Lines of circumvallation continued long to be the principal means employed by the Romans in the reduction of strong places. Even the inventive genius of Cæsar does not appear to have devised the means of dispensing with this tedious and most laborious process. In his Gallic wars he had frequent recourse to it, though the Gallic fortifications, it might be thought, could not be of the most formidable description; and the siege of Alesia furnishes one of the most remarkable instances of it on record. The town stood on an eminence, surrounded on three sides by hills of equal height, at a moderate distance: in front extended a plain, three miles in length. Round the foot of this eminence he dug a trench, twenty feet in width; and again, at an interval of 400 feet, two more, of which the inner one was filled with water: behind them he built a rampart twelve feet high, crowned with battlements, and strengthened with towers at intervals of eighty feet; and, more effectually to confine the besieged, and enable a smaller force to guard the works, the space between them and the inner ditch was filled with three distinct rows of obstacles.
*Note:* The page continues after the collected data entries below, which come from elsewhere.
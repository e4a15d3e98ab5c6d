use std::sync::{Arc, Mutex};
use std::time::Duration;

use bloom_core::doc_keys;
use bloom_core::ids::{DocId, OwnerId};
use bloom_core::models::Document;
use bloom_core::models::goal::Goal;
use bloom_core::models::recipe::{Recipe, placeholder_recipes};
use bloom_core::validation::Macros;
use bloom_storage::documents::{RawDocument, encode};
use bloom_storage::error::StorageError;
use bloom_storage::memory::MemoryStore;
use bloom_storage::store::{BoxFuture, ChangeStream, DocumentStore, Query};
use bloom_sync::synchronizer::CollectionSynchronizer;
use bloom_sync::view::SyncedCollection;
use futures::StreamExt;
use jiff::Timestamp;
use jiff::civil::date;
use serde_json::{Map, Value, json};
use tokio::sync::watch;

const WAIT: Duration = Duration::from_secs(2);

async fn settle<T: Document>(
    rx: &mut watch::Receiver<SyncedCollection<T>>,
    pred: impl FnMut(&SyncedCollection<T>) -> bool,
) -> SyncedCollection<T> {
    tokio::time::timeout(WAIT, rx.wait_for(pred))
        .await
        .expect("view never reached the expected state")
        .expect("synchronizer dropped")
        .clone()
}

fn owner(name: &str) -> OwnerId {
    OwnerId::new(name)
}

fn goal_doc(id: &str, owner: &str, created_at: Option<i64>) -> RawDocument {
    let mut goal = Goal::new_active(
        OwnerId::new(owner),
        Macros {
            calories: 370.0,
            proteins: 30.0,
            fats: 10.0,
            carbs: 40.0,
        },
        date(2025, 1, 1),
    );
    goal.id = DocId::new(id);
    RawDocument {
        id: DocId::new(id),
        created_at: created_at.map(|s| Timestamp::from_second(s).unwrap()),
        fields: encode(&goal).unwrap(),
    }
}

fn recipe_fields(owner: &str, name: &str) -> Map<String, Value> {
    match json!({"uid": owner, "name": name, "steps": ["cook"]}) {
        Value::Object(map) => map,
        _ => unreachable!(),
    }
}

fn ids<T: Document>(view: &SyncedCollection<T>) -> Vec<String> {
    view.items().iter().map(|item| item.id().to_string()).collect()
}

fn goals_sync(store: &MemoryStore) -> CollectionSynchronizer<Goal> {
    CollectionSynchronizer::new(Arc::new(store.clone()))
}

fn recipes_sync(store: &MemoryStore) -> CollectionSynchronizer<Recipe> {
    CollectionSynchronizer::new(Arc::new(store.clone())).with_fallback(placeholder_recipes())
}

#[tokio::test]
async fn no_owner_means_empty_view_and_no_fallback() {
    let store = MemoryStore::new();
    let sync = recipes_sync(&store);
    let view = sync.subscribe(None).borrow().clone();

    assert!(view.is_empty());
    assert!(!view.is_fallback());
    assert!(view.is_loaded());
    assert!(view.owner().is_none());
}

#[tokio::test]
async fn snapshot_is_ordered_newest_first_with_unresolved_last() {
    let store = MemoryStore::new();
    store.seed(doc_keys::GOALS, goal_doc("old", "a", Some(1_000)));
    store.seed(doc_keys::GOALS, goal_doc("pending-ts", "a", None));
    store.seed(doc_keys::GOALS, goal_doc("new", "a", Some(3_000)));
    store.seed(doc_keys::GOALS, goal_doc("mid", "a", Some(2_000)));
    store.seed(doc_keys::GOALS, goal_doc("someone-else", "b", Some(4_000)));

    let sync = goals_sync(&store);
    let mut rx = sync.subscribe(Some(owner("a")));
    let view = settle(&mut rx, |v| v.is_loaded()).await;

    assert_eq!(ids(&view), ["new", "mid", "old", "pending-ts"]);
    assert!(!view.is_fallback());
}

#[tokio::test]
async fn optimistic_entry_leads_until_echoed() {
    let store = MemoryStore::new();
    store.seed(doc_keys::GOALS, goal_doc("existing", "a", Some(1_000)));
    let sync = goals_sync(&store);
    let mut rx = sync.subscribe(Some(owner("a")));
    settle(&mut rx, |v| v.len() == 1).await;

    let mut fresh: Goal = bloom_storage::documents::decode(goal_doc("fresh", "a", None)).unwrap();
    fresh.created_at = None;
    assert!(sync.add_optimistic(fresh.clone()));
    assert!(!sync.add_optimistic(fresh));

    let view = sync.current();
    assert_eq!(ids(&view), ["fresh", "existing"]);
    assert_eq!(view.pending().len(), 1);

    store.seed(doc_keys::GOALS, goal_doc("fresh", "a", Some(2_000)));
    let view = settle(&mut rx, |v| v.pending().is_empty()).await;
    assert_eq!(ids(&view), ["fresh", "existing"]);
    assert!(view.items()[0].created_at.is_some());
}

#[tokio::test]
async fn optimistic_entry_for_another_owner_is_refused() {
    let store = MemoryStore::new();
    let sync = goals_sync(&store);
    let mut rx = sync.subscribe(Some(owner("a")));
    settle(&mut rx, |v| v.is_loaded()).await;

    let stranger: Goal = bloom_storage::documents::decode(goal_doc("x", "b", None)).unwrap();
    assert!(!sync.add_optimistic(stranger));
    assert!(sync.current().is_empty());
}

#[tokio::test]
async fn empty_recipe_snapshot_shows_placeholders() {
    let store = MemoryStore::new();
    let sync = recipes_sync(&store);
    let mut rx = sync.subscribe(Some(owner("a")));

    let view = settle(&mut rx, |v| v.is_loaded()).await;
    assert!(view.is_fallback());
    assert_eq!(view.len(), placeholder_recipes().len());

    store
        .insert(doc_keys::RECIPES, recipe_fields("a", "Real soup"))
        .await
        .unwrap();
    let view = settle(&mut rx, |v| !v.is_fallback()).await;
    assert_eq!(view.len(), 1);
    assert_eq!(view.items()[0].name, "Real soup");
}

#[tokio::test]
async fn optimistic_recipe_replaces_placeholders() {
    let store = MemoryStore::new();
    let sync = recipes_sync(&store);
    let mut rx = sync.subscribe(Some(owner("a")));
    settle(&mut rx, |v| v.is_fallback()).await;

    let mut recipe = placeholder_recipes().remove(0);
    recipe.id = DocId::new("r1");
    recipe.owner_id = owner("a");
    assert!(sync.add_optimistic(recipe));

    let view = sync.current();
    assert!(!view.is_fallback());
    assert_eq!(ids(&view), ["r1"]);
}

#[tokio::test]
async fn disruption_keeps_last_snapshot() {
    let store = MemoryStore::new();
    store.seed(doc_keys::GOALS, goal_doc("g1", "a", Some(1_000)));
    let sync = goals_sync(&store);
    let mut rx = sync.subscribe(Some(owner("a")));
    settle(&mut rx, |v| v.len() == 1).await;

    store.disrupt_stream(doc_keys::GOALS, "network down");
    let view = settle(&mut rx, |v| v.disruption().is_some()).await;
    assert_eq!(ids(&view), ["g1"]);
    assert_eq!(
        view.disruption().unwrap().to_string(),
        "live updates interrupted: change stream disrupted: network down"
    );

    store.seed(doc_keys::GOALS, goal_doc("g2", "a", Some(2_000)));
    let view = settle(&mut rx, |v| v.disruption().is_none()).await;
    assert_eq!(ids(&view), ["g2", "g1"]);
}

#[tokio::test]
async fn switching_owner_drops_previous_subscription() {
    let store = MemoryStore::new();
    store.seed(doc_keys::GOALS, goal_doc("a1", "a", Some(1_000)));
    let sync = goals_sync(&store);
    let mut rx = sync.subscribe(Some(owner("a")));
    settle(&mut rx, |v| v.len() == 1).await;

    let mut rx = sync.subscribe(Some(owner("b")));
    assert!(rx.borrow().is_empty());
    assert_eq!(rx.borrow().owner(), Some(&owner("b")));

    store.seed(doc_keys::GOALS, goal_doc("a2", "a", Some(2_000)));
    store.seed(doc_keys::GOALS, goal_doc("b1", "b", Some(3_000)));
    let view = settle(&mut rx, |v| !v.is_empty()).await;
    assert_eq!(ids(&view), ["b1"]);
}

#[tokio::test]
async fn teardown_empties_and_ignores_later_events() {
    let store = MemoryStore::new();
    store.seed(doc_keys::GOALS, goal_doc("a1", "a", Some(1_000)));
    let sync = goals_sync(&store);
    let mut rx = sync.subscribe(Some(owner("a")));
    settle(&mut rx, |v| v.len() == 1).await;

    sync.teardown();
    assert!(sync.current().is_empty());

    store.seed(doc_keys::GOALS, goal_doc("a2", "a", Some(2_000)));
    tokio::time::sleep(Duration::from_millis(50)).await;
    assert!(sync.current().is_empty());
    assert!(sync.current().owner().is_none());
}

/// A store whose stream replays a fixed script, then stays open.
struct ScriptedStore {
    script: Mutex<Vec<Result<Vec<RawDocument>, StorageError>>>,
}

impl DocumentStore for ScriptedStore {
    fn list(&self, _query: &Query) -> BoxFuture<'_, Result<Vec<RawDocument>, StorageError>> {
        Box::pin(async { Ok(Vec::new()) })
    }

    fn watch(&self, _query: &Query) -> ChangeStream {
        let events = std::mem::take(&mut *self.script.lock().unwrap());
        futures::stream::iter(events)
            .chain(futures::stream::pending())
            .boxed()
    }

    fn insert(
        &self,
        _collection: &str,
        _fields: Map<String, Value>,
    ) -> BoxFuture<'_, Result<DocId, StorageError>> {
        Box::pin(async { Err(StorageError::WriteRejected("read only".into())) })
    }

    fn update(
        &self,
        _collection: &str,
        _id: &DocId,
        _fields: Map<String, Value>,
    ) -> BoxFuture<'_, Result<(), StorageError>> {
        Box::pin(async { Err(StorageError::WriteRejected("read only".into())) })
    }
}

#[tokio::test]
async fn failure_before_first_snapshot_shows_placeholders_with_flag() {
    let store = ScriptedStore {
        script: Mutex::new(vec![Err(StorageError::StreamDisrupted("unreachable".into()))]),
    };
    let sync: CollectionSynchronizer<Recipe> =
        CollectionSynchronizer::new(Arc::new(store)).with_fallback(placeholder_recipes());
    let mut rx = sync.subscribe(Some(owner("a")));

    let view = settle(&mut rx, |v| v.is_loaded()).await;
    assert!(view.is_fallback());
    assert!(view.disruption().is_some());
    assert_eq!(view.len(), 3);
}

#[tokio::test]
async fn failure_before_first_snapshot_without_fallback_is_empty() {
    let store = ScriptedStore {
        script: Mutex::new(vec![Err(StorageError::StreamDisrupted("unreachable".into()))]),
    };
    let sync: CollectionSynchronizer<Goal> = CollectionSynchronizer::new(Arc::new(store));
    let mut rx = sync.subscribe(Some(owner("a")));

    let view = settle(&mut rx, |v| v.is_loaded()).await;
    assert!(view.is_empty());
    assert!(!view.is_fallback());
    assert!(view.disruption().is_some());
}
//! In-process document store.
//!
//! Keeps every collection in memory and fans change notifications out over a
//! `tokio::sync::broadcast` bus, so watchers see a fresh snapshot after every
//! write. Used for offline sessions and throughout the test suites, which is
//! why it can also be told to fail the next write or disrupt a stream.

use std::collections::{BTreeMap, HashMap};
use std::sync::{Arc, Mutex, MutexGuard, PoisonError};

use bloom_core::ids::DocId;
use futures::StreamExt;
use jiff::{SignedDuration, Timestamp};
use serde_json::{Map, Value};
use tokio::sync::broadcast;
use tokio::sync::broadcast::error::RecvError;

use crate::documents::RawDocument;
use crate::error::StorageError;
use crate::store::{BoxFuture, ChangeStream, DocumentStore, Query};

const BUS_CAPACITY: usize = 64;

#[derive(Debug, Clone)]
enum Change {
    Written { collection: String },
    Disrupted { collection: String, message: String },
}

#[derive(Default)]
struct Inner {
    collections: HashMap<String, BTreeMap<DocId, RawDocument>>,
    last_timestamp: Option<Timestamp>,
    fail_next_insert: Option<String>,
    fail_next_update: Option<String>,
    write_attempts: usize,
}

impl Inner {
    /// Server clock: never hands out the same timestamp twice.
    fn next_timestamp(&mut self) -> Timestamp {
        let now = Timestamp::now();
        let ts = match self.last_timestamp {
            Some(last) if now <= last => last
                .checked_add(SignedDuration::from_nanos(1))
                .unwrap_or(last),
            _ => now,
        };
        self.last_timestamp = Some(ts);
        ts
    }

    fn snapshot(&self, query: &Query) -> Vec<RawDocument> {
        self.collections
            .get(&query.collection)
            .map(|docs| docs.values().filter(|doc| query.matches(doc)).cloned().collect())
            .unwrap_or_default()
    }
}

#[derive(Clone)]
pub struct MemoryStore {
    inner: Arc<Mutex<Inner>>,
    changes: broadcast::Sender<Change>,
}

impl Default for MemoryStore {
    fn default() -> Self {
        Self::new()
    }
}

impl MemoryStore {
    pub fn new() -> Self {
        let (changes, _) = broadcast::channel(BUS_CAPACITY);
        Self {
            inner: Arc::new(Mutex::new(Inner::default())),
            changes,
        }
    }

    fn lock(&self) -> MutexGuard<'_, Inner> {
        self.inner.lock().unwrap_or_else(PoisonError::into_inner)
    }

    fn notify(&self, change: Change) {
        // no watchers is fine
        let _ = self.changes.send(change);
    }

    /// Place a document with a chosen id and timestamp, bypassing the write
    /// path (no fault injection, no write count).
    pub fn seed(&self, collection: &str, doc: RawDocument) {
        self.lock()
            .collections
            .entry(collection.to_string())
            .or_default()
            .insert(doc.id.clone(), doc);
        self.notify(Change::Written {
            collection: collection.to_string(),
        });
    }

    pub fn get(&self, collection: &str, id: &DocId) -> Option<RawDocument> {
        self.lock()
            .collections
            .get(collection)
            .and_then(|docs| docs.get(id))
            .cloned()
    }

    /// Every document of a collection, regardless of owner.
    pub fn all(&self, collection: &str) -> Vec<RawDocument> {
        self.lock()
            .collections
            .get(collection)
            .map(|docs| docs.values().cloned().collect())
            .unwrap_or_default()
    }

    /// Reject the next insert with `message`.
    pub fn fail_next_insert(&self, message: impl Into<String>) {
        self.lock().fail_next_insert = Some(message.into());
    }

    /// Reject the next update with `message`.
    pub fn fail_next_update(&self, message: impl Into<String>) {
        self.lock().fail_next_update = Some(message.into());
    }

    /// Deliver a transport error to every watcher of `collection`.
    pub fn disrupt_stream(&self, collection: &str, message: impl Into<String>) {
        self.notify(Change::Disrupted {
            collection: collection.to_string(),
            message: message.into(),
        });
    }

    /// Inserts and updates attempted so far, failed ones included.
    pub fn write_attempts(&self) -> usize {
        self.lock().write_attempts
    }
}

impl DocumentStore for MemoryStore {
    fn list(&self, query: &Query) -> BoxFuture<'_, Result<Vec<RawDocument>, StorageError>> {
        let docs = self.lock().snapshot(query);
        Box::pin(async move { Ok(docs) })
    }

    fn watch(&self, query: &Query) -> ChangeStream {
        // subscribe before the first snapshot so no write falls in between
        let mut changes = self.changes.subscribe();
        let inner = Arc::clone(&self.inner);
        let query = query.clone();

        async_stream::stream! {
            let snapshot = || {
                inner
                    .lock()
                    .unwrap_or_else(PoisonError::into_inner)
                    .snapshot(&query)
            };

            yield Ok(snapshot());
            loop {
                match changes.recv().await {
                    Ok(Change::Written { collection }) if collection == query.collection => {
                        yield Ok(snapshot());
                    }
                    Ok(Change::Disrupted { collection, message }) if collection == query.collection => {
                        yield Err(StorageError::StreamDisrupted(message));
                    }
                    Ok(_) => {}
                    Err(RecvError::Lagged(skipped)) => {
                        tracing::debug!(skipped, "change bus lagged, resending snapshot");
                        yield Ok(snapshot());
                    }
                    Err(RecvError::Closed) => break,
                }
            }
        }
        .boxed()
    }

    fn insert(
        &self,
        collection: &str,
        fields: Map<String, Value>,
    ) -> BoxFuture<'_, Result<DocId, StorageError>> {
        let collection = collection.to_string();
        Box::pin(async move {
            let id = {
                let mut inner = self.lock();
                inner.write_attempts += 1;
                if let Some(message) = inner.fail_next_insert.take() {
                    return Err(StorageError::WriteRejected(message));
                }
                let doc = RawDocument {
                    id: DocId::generate(),
                    created_at: Some(inner.next_timestamp()),
                    fields,
                };
                let id = doc.id.clone();
                inner
                    .collections
                    .entry(collection.clone())
                    .or_default()
                    .insert(id.clone(), doc);
                id
            };

            self.notify(Change::Written { collection });
            Ok(id)
        })
    }

    fn update(
        &self,
        collection: &str,
        id: &DocId,
        fields: Map<String, Value>,
    ) -> BoxFuture<'_, Result<(), StorageError>> {
        let collection = collection.to_string();
        let id = id.clone();
        Box::pin(async move {
            {
                let mut inner = self.lock();
                inner.write_attempts += 1;
                if let Some(message) = inner.fail_next_update.take() {
                    return Err(StorageError::WriteRejected(message));
                }
                let doc = inner
                    .collections
                    .get_mut(&collection)
                    .and_then(|docs| docs.get_mut(&id))
                    .ok_or_else(|| StorageError::NotFound {
                        key: format!("{collection}/{id}"),
                    })?;
                doc.fields.extend(fields);
            }

            self.notify(Change::Written { collection });
            Ok(())
        })
    }
}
The first consisted of a sort of abattis, made with large branches of trees, with the ends squared and sharpened, set firmly in the earth (cippi). The next were called lilies (lilia), from their resemblance to the calix of that flower, with its upright pistil: these were circular cup–shaped cavities, three feet deep, with a sharpened stake in the centre, projecting about four inches above ground, and covered over with brushwood to deceive assailants. Still nearer to the town iron hooks (stimuli, like the Scottish calthrop, often used with effect against the English cavalry) were scattered, to lacerate the feet of the advancing enemy. The whole circuit of these works was fourteen miles, and a similar series protected the troops from attack from without.[17]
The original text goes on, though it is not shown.